A Netflix series to follow the adventure
Passengers did not plan a photo album to remember this three-day getaway, but a Netflix series. Four episodes of this series titled Countdown: four tourists in space have already been uploaded to the platform. A fifth and final episode is planned when the mission returns, if all goes well.
“The risk is not zero”, Jared Isaacman recognizes in one of the episodes of the documentary released by Netflix about the mission: “You are traveling on a 28,000 km/h ship around the globe. This type of environment presents some risks.”
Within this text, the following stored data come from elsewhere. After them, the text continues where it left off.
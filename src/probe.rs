//! Endpoint discovery against a signed API.
//!
//! A probe walks a list of candidate endpoints with the same credentials the client uses in
//! production and records how the remote answered each one. Calls run sequentially with a fixed
//! pause between them so the remote's rate limiter is never tripped by discovery traffic.

// crates.io
#[cfg(feature = "reqwest")] use reqwest::Method;
// self
use crate::{_prelude::*, error::TransportError};
#[cfg(feature = "reqwest")]
use crate::{
	config::ClientConfig,
	error::ConfigError,
	http::ApiClient,
	obs::{self, OpKind, OpOutcome, OpSpan},
};

/// Candidate endpoint to probe.
#[derive(Clone, Debug, PartialEq, Eq, Serialize, Deserialize)]
pub struct ProbeTarget {
	/// HTTP verb.
	pub method: String,
	/// Request path relative to the client's base URL.
	pub path: String,
	/// Serialized JSON payload, when the endpoint expects one.
	pub body: Option<String>,
}
impl ProbeTarget {
	/// Bodiless `GET` target.
	pub fn get(path: impl Into<String>) -> Self {
		Self { method: "GET".into(), path: path.into(), body: None }
	}

	/// `POST` target carrying an already serialized JSON payload.
	pub fn post(path: impl Into<String>, body: impl Into<String>) -> Self {
		Self { method: "POST".into(), path: path.into(), body: Some(body.into()) }
	}
}
impl Display for ProbeTarget {
	fn fmt(&self, f: &mut Formatter) -> FmtResult {
		write!(f, "{} {}", self.method, self.path)
	}
}

/// How the remote answered a probe.
#[derive(Clone, Debug, PartialEq, Eq, Serialize, Deserialize)]
pub enum ProbeOutcome {
	/// 2xx response.
	Available {
		/// HTTP status code.
		status: u16,
	},
	/// 401 or 403 response.
	AuthenticationRejected {
		/// HTTP status code.
		status: u16,
	},
	/// 404 response.
	UnknownEndpoint {
		/// HTTP status code.
		status: u16,
	},
	/// Any other status.
	UnexpectedStatus {
		/// HTTP status code.
		status: u16,
	},
	/// The request timed out.
	TimedOut,
	/// The request never reached the remote application.
	NetworkFailure {
		/// Rendered transport error.
		message: String,
	},
	/// The target could not be signed or sent as described.
	InvalidTarget {
		/// Rendered local error.
		message: String,
	},
}
impl ProbeOutcome {
	/// Classifies a received status code.
	pub fn from_status(status: u16) -> Self {
		match status {
			200..=299 => Self::Available { status },
			401 | 403 => Self::AuthenticationRejected { status },
			404 => Self::UnknownEndpoint { status },
			status => Self::UnexpectedStatus { status },
		}
	}

	/// Classifies a failed call.
	pub fn from_error(error: &Error) -> Self {
		match error {
			Error::Transport(TransportError::Timeout { .. }) => Self::TimedOut,
			Error::Transport(e @ TransportError::Network { .. }) => {
				Self::NetworkFailure { message: e.to_string() }
			},
			Error::AuthenticationRejected { status, .. }
			| Error::UnknownEndpoint { status, .. }
			| Error::UnexpectedStatus { status, .. }
			| Error::ResponseParse { status, .. } => Self::from_status(*status),
			e => Self::InvalidTarget { message: e.to_string() },
		}
	}

	/// Returns true for a 2xx answer.
	pub fn is_available(&self) -> bool {
		matches!(self, Self::Available { .. })
	}

	/// Status code, when the remote answered at all.
	pub fn status(&self) -> Option<u16> {
		match self {
			Self::Available { status }
			| Self::AuthenticationRejected { status }
			| Self::UnknownEndpoint { status }
			| Self::UnexpectedStatus { status } => Some(*status),
			_ => None,
		}
	}

	/// Stable label for logs and reports.
	pub const fn as_str(&self) -> &'static str {
		match self {
			Self::Available { .. } => "available",
			Self::AuthenticationRejected { .. } => "authentication_rejected",
			Self::UnknownEndpoint { .. } => "unknown_endpoint",
			Self::UnexpectedStatus { .. } => "unexpected_status",
			Self::TimedOut => "timed_out",
			Self::NetworkFailure { .. } => "network_failure",
			Self::InvalidTarget { .. } => "invalid_target",
		}
	}
}

/// Authentication header layout used for a probe.
#[derive(Clone, Copy, Debug, PartialEq, Eq, Hash, Serialize, Deserialize)]
pub enum AuthVariant {
	/// Timestamp, nonce, signature, and client headers.
	WithClientHeader,
	/// Timestamp, nonce, and signature headers only.
	WithoutClientHeader,
}
impl AuthVariant {
	/// Maps the signer's `include_client_header` flag to a variant.
	pub const fn from_flag(include_client_header: bool) -> Self {
		if include_client_header { Self::WithClientHeader } else { Self::WithoutClientHeader }
	}

	/// Returns the signer flag for this variant.
	pub const fn includes_client_header(self) -> bool {
		matches!(self, Self::WithClientHeader)
	}
}

/// One probed call.
#[derive(Clone, Debug, PartialEq, Eq, Serialize, Deserialize)]
pub struct ProbeEntry {
	/// What was called.
	pub target: ProbeTarget,
	/// Header layout the call was signed with.
	pub variant: AuthVariant,
	/// How the remote answered.
	pub outcome: ProbeOutcome,
}

/// Ordered results of a probe run.
#[derive(Clone, Debug, Default, PartialEq, Eq, Serialize, Deserialize)]
pub struct ProbeReport {
	/// Entries in the order the calls were made.
	pub entries: Vec<ProbeEntry>,
}
impl ProbeReport {
	/// Entries the remote answered with 2xx.
	pub fn available(&self) -> impl Iterator<Item = &ProbeEntry> {
		self.entries.iter().filter(|entry| entry.outcome.is_available())
	}

	/// Variants that produced at least one 2xx answer, in first-seen order.
	pub fn accepted_variants(&self) -> Vec<AuthVariant> {
		let mut variants = Vec::new();

		for entry in self.available() {
			if !variants.contains(&entry.variant) {
				variants.push(entry.variant);
			}
		}

		variants
	}

	#[cfg(feature = "reqwest")]
	fn extend(&mut self, other: ProbeReport) {
		self.entries.extend(other.entries);
	}
}

/// Sequential prober sharing one [`ApiClient`].
#[cfg(feature = "reqwest")]
#[derive(Clone, Debug)]
pub struct EndpointProbe {
	client: ApiClient,
	delay: std::time::Duration,
}
#[cfg(feature = "reqwest")]
impl EndpointProbe {
	/// Pause between consecutive calls unless overridden.
	pub const DEFAULT_DELAY: std::time::Duration = std::time::Duration::from_secs(1);

	/// Wraps `client` with the default delay.
	pub fn new(client: ApiClient) -> Self {
		Self { client, delay: Self::DEFAULT_DELAY }
	}

	/// Overrides the pause between consecutive calls.
	pub fn with_delay(mut self, delay: std::time::Duration) -> Self {
		self.delay = delay;

		self
	}

	/// Probes every target in order, pausing between calls.
	pub async fn run<I>(&self, targets: I) -> ProbeReport
	where
		I: IntoIterator<Item = ProbeTarget>,
	{
		let variant = AuthVariant::from_flag(self.client.signer().config().include_client_header);
		let mut report = ProbeReport::default();

		for (i, target) in targets.into_iter().enumerate() {
			if i > 0 && !self.delay.is_zero() {
				tokio::time::sleep(self.delay).await;
			}

			let span = OpSpan::start(OpKind::Probe, "target");
			let outcome = span.instrument(self.probe_one(&target)).await;

			span.finish_with(if outcome.status().is_some() {
				OpOutcome::Success
			} else {
				OpOutcome::Failure
			});
			obs::record_probe(&outcome);
			obs::op_debug!(target = %target, outcome = outcome.as_str(), "probed endpoint");

			report.entries.push(ProbeEntry { target, variant, outcome });
		}

		report
	}

	async fn probe_one(&self, target: &ProbeTarget) -> ProbeOutcome {
		let Ok(method) = Method::from_bytes(target.method.as_bytes()) else {
			return ProbeOutcome::InvalidTarget {
				message: format!("HTTP method `{}` is not a valid token.", target.method),
			};
		};

		match self.client.execute(method, &target.path, target.body.clone()).await {
			Ok(response) => ProbeOutcome::from_status(response.status),
			Err(e) => ProbeOutcome::from_error(&e),
		}
	}
}

/// Calls `target` once with and once without the client header, using a fresh transport.
#[cfg(feature = "reqwest")]
pub async fn probe_auth_variants(
	config: &ClientConfig,
	target: &ProbeTarget,
	delay: std::time::Duration,
) -> Result<ProbeReport> {
	let http = ReqwestClient::builder()
		.redirect(reqwest::redirect::Policy::none())
		.build()
		.map_err(ConfigError::http_client_build)?;

	probe_auth_variants_with_client(config, http, target, delay).await
}

/// Same as [`probe_auth_variants`] over an existing reqwest [`ReqwestClient`].
#[cfg(feature = "reqwest")]
pub async fn probe_auth_variants_with_client(
	config: &ClientConfig,
	http: ReqwestClient,
	target: &ProbeTarget,
	delay: std::time::Duration,
) -> Result<ProbeReport> {
	let mut report = ProbeReport::default();

	for (i, variant) in [AuthVariant::WithClientHeader, AuthVariant::WithoutClientHeader]
		.into_iter()
		.enumerate()
	{
		let config = ClientConfig {
			include_client_header: variant.includes_client_header(),
			..config.clone()
		};
		let probe = EndpointProbe::new(ApiClient::with_client(config, http.clone())?)
			.with_delay(delay);

		if i > 0 && !delay.is_zero() {
			tokio::time::sleep(delay).await;
		}

		report.extend(probe.run([target.clone()]).await);
	}

	Ok(report)
}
The beginning of space tourism on a larger scale
The mission Inspiration4 must conclude a summer marked by the flight of billionaires over the last frontier: first Richard Branson on July 11, aboard the Virgin Galactic ship, and a few days later Jeff Bezos, with his company Blue Origin. But this new mission must above all prepare the future of space tourism. The idea is to accumulate data for future private passengers and open the doors of space to a larger number of very rich tourists. And that’s despite the criticism surrounding the development of these space trips, whose cost to planet Earth is astronomical: as the Conversation specifies, a single orbiting trip by a space tourist emits as much CO2 as a driver for 160 years. .
Several tourist mission projects are already underway. In January 2022, three businessmen will travel to the ISS alongside an experienced astronaut. SpaceX is also planning another in-orbit trip for four private customers, organized by intermediary company Space Adventures. Finally, Japanese billionaire Yusaku Maezawa should also take a trip around the Moon, a priori in 2023, this time aboard the Starship rocket, still under development by SpaceX.
On Virgin Galactic’s side, regular commercial operations are scheduled to start in 2022. Russia, in turn, will send an actress and director to the ISS aboard a Soyuz rocket. The goal: to film the first fiction film in orbit and in zero gravity.